- _What the task requires_
How many lines below include the word "never"? State that number and nothing else.

- _Available data_
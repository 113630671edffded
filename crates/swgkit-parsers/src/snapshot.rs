// swgkit-parsers/src/snapshot.rs
//! World snapshot codec
//!
//! ```text
//! FORM WSNP
//! └── FORM 0001
//!     ├── FORM NODS
//!     │   └── FORM NODE / FORM 0000 / DATA (52 bytes), nested NODE forms
//!     └── OTNL   count:i32, object template names
//! ```
//!
//! Snapshots can hold hundreds of thousands of objects, so decoding never
//! builds a tree: node records are found by scanning for the `DATA` header
//! with its fixed length, and the template table by scanning for `OTNL`.

use std::collections::{HashMap, HashSet};

use serde::Serialize;
use swgkit_core::{Error, Quat, Result, Vec3};

use crate::binary::{scan_signature, ByteReader, ByteWriter};
use crate::iff::{self, Node, Tag, HEADER_SIZE};
use crate::traits::{Codec, ParseOptions};

/// Root form type of a world snapshot
pub const WSNP: Tag = Tag::new(b"WSNP");
const WSNP_VERSION: Tag = Tag::new(b"0001");
const NODS: Tag = Tag::new(b"NODS");
const NODE: Tag = Tag::new(b"NODE");
const NODE_VERSION: Tag = Tag::new(b"0000");
const DATA: Tag = Tag::new(b"DATA");
const OTNL: Tag = Tag::new(b"OTNL");

/// Payload size of one node record
pub const NODE_RECORD_SIZE: usize = 52;

const NODE_SIGNATURE: [u8; 8] = *b"DATA\0\0\0\x34";

#[derive(Debug, Clone, Copy, PartialEq, Serialize)]
pub struct SnapshotNode {
    pub object_id: i32,
    /// Zero for objects placed directly in the world
    pub parent_id: i32,
    pub template_index: i32,
    pub cell_index: i32,
    pub rotation: Quat,
    pub position: Vec3,
    pub radius: f32,
    pub portal_layout_crc: u32,
}

impl SnapshotNode {
    pub fn is_root(&self) -> bool {
        self.parent_id == 0
    }

    fn read(data: &[u8]) -> Result<Self> {
        let mut r = ByteReader::new(data);
        let object_id = r.i32_le()?;
        let parent_id = r.i32_le()?;
        let template_index = r.i32_le()?;
        let cell_index = r.i32_le()?;
        let [w, x, y, z] = r.floats::<4>()?;
        Ok(Self {
            object_id,
            parent_id,
            template_index,
            cell_index,
            rotation: Quat::new(w, x, y, z),
            position: r.vec3()?,
            radius: r.f32()?,
            portal_layout_crc: r.u32_le()?,
        })
    }

    fn write(&self) -> Vec<u8> {
        let mut w = ByteWriter::with_capacity(NODE_RECORD_SIZE);
        w.put_i32_le(self.object_id);
        w.put_i32_le(self.parent_id);
        w.put_i32_le(self.template_index);
        w.put_i32_le(self.cell_index);
        let q = self.rotation;
        w.put_floats(&[q.w, q.x, q.y, q.z]);
        w.put_vec3(self.position);
        w.put_f32(self.radius);
        w.put_u32_le(self.portal_layout_crc);
        w.into_inner()
    }
}

#[derive(Debug, Clone, PartialEq, Default, Serialize)]
pub struct WorldSnapshot {
    /// Nodes in file order, parents before their children
    pub nodes: Vec<SnapshotNode>,
    pub templates: Vec<String>,
}

impl WorldSnapshot {
    pub fn find(&self, object_id: i32) -> Option<&SnapshotNode> {
        self.nodes.iter().find(|n| n.object_id == object_id)
    }

    pub fn template_of(&self, node: &SnapshotNode) -> Option<&str> {
        usize::try_from(node.template_index)
            .ok()
            .and_then(|i| self.templates.get(i))
            .map(String::as_str)
    }

    /// World position of the building that encloses a cell object.
    ///
    /// Built from two passes over the nodes: world-placed objects by id,
    /// then objects whose parent is one of those.
    pub fn building_position_for_cell(&self, cell_object_id: i32) -> Option<Vec3> {
        let roots: HashMap<i32, Vec3> = self
            .nodes
            .iter()
            .filter(|n| n.is_root())
            .map(|n| (n.object_id, n.position))
            .collect();
        let cells: HashMap<i32, i32> = self
            .nodes
            .iter()
            .filter(|n| !n.is_root() && roots.contains_key(&n.parent_id))
            .map(|n| (n.object_id, n.parent_id))
            .collect();

        cells.get(&cell_object_id).and_then(|building| roots.get(building)).copied()
    }
}

pub struct SnapshotCodec;

impl Codec for SnapshotCodec {
    type Model = WorldSnapshot;

    const ROOT: Option<Tag> = Some(WSNP);

    fn name(&self) -> &'static str {
        "World Snapshot"
    }

    fn extensions(&self) -> &'static [&'static str] {
        &["ws"]
    }

    fn decode_with_options(&self, bytes: &[u8], _options: &ParseOptions) -> Result<WorldSnapshot> {
        decode(bytes)
    }

    fn encode(&self, model: &WorldSnapshot) -> Vec<u8> {
        encode(model)
    }

    /// Snapshots are recognized by their template table marker
    fn sniff(&self, bytes: &[u8]) -> bool {
        match iff::peek_form_type(bytes) {
            Some(t) => t == WSNP,
            None => iff::scan_leaf(bytes, OTNL).is_some(),
        }
    }
}

pub fn decode(bytes: &[u8]) -> Result<WorldSnapshot> {
    if let Some(found) = iff::peek_form_type(bytes).filter(|&t| t != WSNP) {
        return Err(Error::unexpected_form(WSNP.to_string(), found.to_string()));
    }

    let table = iff::scan_leaf(bytes, OTNL).ok_or_else(|| Error::missing_chunk(OTNL.to_string()))?;
    let mut r = ByteReader::new(table);
    let count = r.i32_le().map_or(0, |n| n.max(0) as usize);
    let mut templates = Vec::with_capacity(count.min(table.len()));
    for _ in 0..count {
        match r.cstring() {
            Ok(name) => templates.push(name),
            Err(_) => {
                tracing::warn!(declared = count, read = templates.len(), "Truncated template table");
                break;
            }
        }
    }

    let nodes: Vec<SnapshotNode> = scan_signature(bytes, &NODE_SIGNATURE)
        .filter_map(|offset| {
            let start = offset + HEADER_SIZE;
            bytes
                .get(start..start + NODE_RECORD_SIZE)
                .and_then(|data| SnapshotNode::read(data).ok())
        })
        .collect();

    tracing::debug!(nodes = nodes.len(), templates = templates.len(), "Decoded world snapshot");
    Ok(WorldSnapshot { nodes, templates })
}

/// Rebuild the nested node hierarchy from parent ids.
///
/// Nodes whose parent is absent are written at the top level. A parent chain
/// that loops back on itself is cut where the loop closes.
pub fn encode(snapshot: &WorldSnapshot) -> Vec<u8> {
    let ids: HashSet<i32> = snapshot.nodes.iter().map(|n| n.object_id).collect();
    let mut children: HashMap<i32, Vec<usize>> = HashMap::new();
    let mut top = Vec::new();
    for (i, node) in snapshot.nodes.iter().enumerate() {
        if node.is_root() || !ids.contains(&node.parent_id) || node.parent_id == node.object_id {
            top.push(i);
        } else {
            children.entry(node.parent_id).or_default().push(i);
        }
    }

    fn build(
        index: usize,
        nodes: &[SnapshotNode],
        children: &HashMap<i32, Vec<usize>>,
        written: &mut [bool],
    ) -> Node {
        written[index] = true;
        let node = &nodes[index];
        let mut body = vec![Node::leaf(DATA, node.write())];
        for &child in children.get(&node.object_id).map(Vec::as_slice).unwrap_or_default() {
            if !written[child] {
                body.push(build(child, nodes, children, written));
            }
        }
        Node::form(NODE, vec![Node::form(NODE_VERSION, body)])
    }

    let mut written = vec![false; snapshot.nodes.len()];
    let mut forms: Vec<Node> = top
        .into_iter()
        .map(|i| build(i, &snapshot.nodes, &children, &mut written))
        .collect();
    // Cycles never reach the top level; write each one from its first node
    for i in 0..snapshot.nodes.len() {
        if !written[i] {
            tracing::warn!(object_id = snapshot.nodes[i].object_id, "Parent cycle in snapshot");
            forms.push(build(i, &snapshot.nodes, &children, &mut written));
        }
    }

    let mut table = ByteWriter::new();
    table.put_i32_le(snapshot.templates.len() as i32);
    for name in &snapshot.templates {
        table.put_cstring(name);
    }

    iff::serialize(&Node::form(
        WSNP,
        vec![Node::form(
            WSNP_VERSION,
            vec![Node::form(NODS, forms), Node::leaf(OTNL, table.into_inner())],
        )],
    ))
}

#[cfg(test)]
mod tests {
    use super::*;

    fn node(object_id: i32, parent_id: i32, position: Vec3) -> SnapshotNode {
        SnapshotNode {
            object_id,
            parent_id,
            template_index: 0,
            cell_index: 0,
            rotation: Quat::IDENTITY,
            position,
            radius: 1.0,
            portal_layout_crc: 0,
        }
    }

    fn sample() -> WorldSnapshot {
        WorldSnapshot {
            nodes: vec![
                node(100, 0, Vec3::new(1500.0, 12.0, -320.0)),
                node(101, 100, Vec3::ZERO),
                node(102, 101, Vec3::new(1.0, 0.0, 1.0)),
                node(200, 0, Vec3::new(-40.0, 0.0, 8.0)),
            ],
            templates: vec!["object/building/player/shared_player_house_tatooine_small_style_01.iff".into()],
        }
    }

    #[test]
    fn test_round_trip() {
        let bytes = encode(&sample());
        let decoded = decode(&bytes).unwrap();
        assert_eq!(decoded, sample());
        assert_eq!(encode(&decoded), bytes);
    }

    #[test]
    fn test_building_position_for_cell() {
        let snapshot = sample();
        assert_eq!(snapshot.building_position_for_cell(101), Some(Vec3::new(1500.0, 12.0, -320.0)));
        // Grandchildren are not cells of a building
        assert_eq!(snapshot.building_position_for_cell(102), None);
        assert_eq!(snapshot.building_position_for_cell(100), None);
    }

    #[test]
    fn test_nesting_follows_parents() {
        let root = iff::parse(&encode(&sample())).unwrap();
        let nods = root.children()[0].find_form(NODS).unwrap();
        assert_eq!(nods.children().len(), 2);
        let house_body = nods.children()[0].children()[0].children();
        assert!(house_body[0].is_leaf(DATA));
        assert!(house_body[1].is_form(NODE));
    }

    #[test]
    fn test_parent_cycle_still_written() {
        let snapshot = WorldSnapshot {
            nodes: vec![node(1, 2, Vec3::ZERO), node(2, 1, Vec3::ZERO)],
            templates: vec![],
        };
        let decoded = decode(&encode(&snapshot)).unwrap();
        assert_eq!(decoded.nodes.len(), 2);
    }

    #[test]
    fn test_missing_template_table() {
        let bytes = iff::serialize(&Node::form(WSNP, vec![Node::form(WSNP_VERSION, vec![])]));
        assert!(matches!(decode(&bytes), Err(Error::MissingChunk { .. })));
    }
}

- _Worked solution_
2